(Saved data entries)
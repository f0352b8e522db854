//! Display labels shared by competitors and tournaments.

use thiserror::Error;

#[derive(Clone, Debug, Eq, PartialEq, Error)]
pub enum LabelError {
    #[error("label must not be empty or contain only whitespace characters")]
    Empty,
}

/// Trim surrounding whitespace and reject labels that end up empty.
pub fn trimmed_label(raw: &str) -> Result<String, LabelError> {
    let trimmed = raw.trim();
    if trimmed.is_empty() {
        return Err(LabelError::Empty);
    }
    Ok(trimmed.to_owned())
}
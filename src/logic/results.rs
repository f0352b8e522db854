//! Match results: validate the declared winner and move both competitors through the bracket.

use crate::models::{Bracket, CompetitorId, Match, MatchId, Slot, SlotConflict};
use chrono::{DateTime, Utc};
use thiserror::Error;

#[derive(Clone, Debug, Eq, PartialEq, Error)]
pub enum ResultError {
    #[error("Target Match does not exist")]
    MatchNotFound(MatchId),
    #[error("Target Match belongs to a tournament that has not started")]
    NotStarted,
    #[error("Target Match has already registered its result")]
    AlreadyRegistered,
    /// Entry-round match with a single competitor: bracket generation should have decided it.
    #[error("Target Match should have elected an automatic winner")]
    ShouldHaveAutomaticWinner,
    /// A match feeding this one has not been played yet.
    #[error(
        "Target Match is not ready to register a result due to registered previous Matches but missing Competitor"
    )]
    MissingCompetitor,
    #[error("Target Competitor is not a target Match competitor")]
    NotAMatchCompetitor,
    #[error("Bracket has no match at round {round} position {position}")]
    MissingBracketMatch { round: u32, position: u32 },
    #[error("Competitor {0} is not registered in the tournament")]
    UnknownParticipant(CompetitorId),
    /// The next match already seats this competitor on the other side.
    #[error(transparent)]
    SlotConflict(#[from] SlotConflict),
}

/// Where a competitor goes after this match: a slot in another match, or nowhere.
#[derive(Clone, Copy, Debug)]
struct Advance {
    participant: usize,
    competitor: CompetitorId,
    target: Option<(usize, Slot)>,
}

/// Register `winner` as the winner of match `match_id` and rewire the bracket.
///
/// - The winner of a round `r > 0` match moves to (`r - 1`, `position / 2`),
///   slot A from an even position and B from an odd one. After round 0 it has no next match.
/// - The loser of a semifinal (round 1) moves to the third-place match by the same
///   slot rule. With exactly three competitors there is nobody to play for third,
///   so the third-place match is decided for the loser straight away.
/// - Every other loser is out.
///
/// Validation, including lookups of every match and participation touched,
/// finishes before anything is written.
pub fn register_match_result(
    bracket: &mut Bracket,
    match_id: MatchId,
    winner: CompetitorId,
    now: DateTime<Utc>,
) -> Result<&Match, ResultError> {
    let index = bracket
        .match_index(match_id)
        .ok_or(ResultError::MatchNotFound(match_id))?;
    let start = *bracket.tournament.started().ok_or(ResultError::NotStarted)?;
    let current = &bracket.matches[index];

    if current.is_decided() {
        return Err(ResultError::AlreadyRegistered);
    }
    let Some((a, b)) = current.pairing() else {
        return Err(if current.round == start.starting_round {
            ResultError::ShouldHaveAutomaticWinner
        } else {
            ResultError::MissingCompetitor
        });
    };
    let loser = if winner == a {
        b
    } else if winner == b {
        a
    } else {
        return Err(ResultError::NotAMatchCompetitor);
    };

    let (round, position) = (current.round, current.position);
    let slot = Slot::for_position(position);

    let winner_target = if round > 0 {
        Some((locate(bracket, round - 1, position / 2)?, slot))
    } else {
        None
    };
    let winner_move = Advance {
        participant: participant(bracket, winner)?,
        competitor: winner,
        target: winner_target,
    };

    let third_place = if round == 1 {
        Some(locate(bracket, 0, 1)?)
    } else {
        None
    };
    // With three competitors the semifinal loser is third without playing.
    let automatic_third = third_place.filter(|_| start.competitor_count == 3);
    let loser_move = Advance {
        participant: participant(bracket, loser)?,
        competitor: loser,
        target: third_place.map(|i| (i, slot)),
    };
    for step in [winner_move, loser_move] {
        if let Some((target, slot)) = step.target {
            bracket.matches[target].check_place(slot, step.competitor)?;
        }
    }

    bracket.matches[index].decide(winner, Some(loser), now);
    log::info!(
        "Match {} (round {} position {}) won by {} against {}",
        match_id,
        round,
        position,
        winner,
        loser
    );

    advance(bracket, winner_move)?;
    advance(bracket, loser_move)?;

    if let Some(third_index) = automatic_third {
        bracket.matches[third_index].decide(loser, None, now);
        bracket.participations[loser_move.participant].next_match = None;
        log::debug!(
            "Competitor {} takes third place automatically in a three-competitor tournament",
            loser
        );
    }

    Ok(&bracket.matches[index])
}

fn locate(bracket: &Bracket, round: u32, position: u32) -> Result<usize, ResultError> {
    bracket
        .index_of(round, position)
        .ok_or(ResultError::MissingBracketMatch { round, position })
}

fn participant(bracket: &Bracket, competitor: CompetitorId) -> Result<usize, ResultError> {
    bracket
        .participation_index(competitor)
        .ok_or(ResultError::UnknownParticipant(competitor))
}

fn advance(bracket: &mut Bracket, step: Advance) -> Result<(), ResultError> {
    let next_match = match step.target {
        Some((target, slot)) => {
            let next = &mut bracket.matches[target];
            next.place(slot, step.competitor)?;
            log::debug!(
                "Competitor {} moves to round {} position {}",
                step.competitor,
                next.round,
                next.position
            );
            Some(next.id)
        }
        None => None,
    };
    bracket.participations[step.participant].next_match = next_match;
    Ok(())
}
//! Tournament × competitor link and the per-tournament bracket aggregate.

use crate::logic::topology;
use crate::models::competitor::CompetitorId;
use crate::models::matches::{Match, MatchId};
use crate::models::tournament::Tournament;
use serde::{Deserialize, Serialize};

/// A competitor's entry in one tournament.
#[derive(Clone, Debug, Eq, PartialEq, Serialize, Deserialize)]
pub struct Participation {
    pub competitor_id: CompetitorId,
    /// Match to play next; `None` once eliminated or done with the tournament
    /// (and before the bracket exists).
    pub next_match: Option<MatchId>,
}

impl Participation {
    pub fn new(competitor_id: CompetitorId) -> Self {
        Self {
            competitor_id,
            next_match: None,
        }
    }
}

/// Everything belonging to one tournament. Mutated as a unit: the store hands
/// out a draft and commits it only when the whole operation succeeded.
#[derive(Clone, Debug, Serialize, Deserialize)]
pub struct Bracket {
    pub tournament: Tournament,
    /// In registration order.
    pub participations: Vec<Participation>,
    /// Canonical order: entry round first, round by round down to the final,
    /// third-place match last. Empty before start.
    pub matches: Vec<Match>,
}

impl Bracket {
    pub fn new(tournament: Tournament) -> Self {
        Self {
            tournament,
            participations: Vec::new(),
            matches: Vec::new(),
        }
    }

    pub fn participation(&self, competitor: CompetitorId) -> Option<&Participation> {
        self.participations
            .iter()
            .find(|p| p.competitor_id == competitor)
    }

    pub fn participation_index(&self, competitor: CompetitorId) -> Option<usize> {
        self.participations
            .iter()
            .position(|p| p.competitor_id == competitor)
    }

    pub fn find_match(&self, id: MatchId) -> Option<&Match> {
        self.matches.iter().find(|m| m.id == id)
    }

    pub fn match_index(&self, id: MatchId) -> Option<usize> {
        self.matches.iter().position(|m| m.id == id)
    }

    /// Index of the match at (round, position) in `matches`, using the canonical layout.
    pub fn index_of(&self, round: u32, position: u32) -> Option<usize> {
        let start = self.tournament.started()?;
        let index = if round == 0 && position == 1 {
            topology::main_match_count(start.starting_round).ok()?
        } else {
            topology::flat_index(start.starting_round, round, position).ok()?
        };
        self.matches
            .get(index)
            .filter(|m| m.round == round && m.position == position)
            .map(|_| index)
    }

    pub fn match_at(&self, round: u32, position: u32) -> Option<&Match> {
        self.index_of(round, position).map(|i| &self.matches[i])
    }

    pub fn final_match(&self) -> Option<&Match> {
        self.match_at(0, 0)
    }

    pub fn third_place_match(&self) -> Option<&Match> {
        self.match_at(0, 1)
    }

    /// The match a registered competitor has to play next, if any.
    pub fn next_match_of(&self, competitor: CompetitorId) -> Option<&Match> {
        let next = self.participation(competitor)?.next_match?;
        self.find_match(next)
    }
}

→ What you should do
Pull every line with the string "UnknownParticipant" from the data above.

→ Response to this exercise
    UnknownParticipant(CompetitorId),
        .ok_or(ResultError::UnknownParticipant(competitor))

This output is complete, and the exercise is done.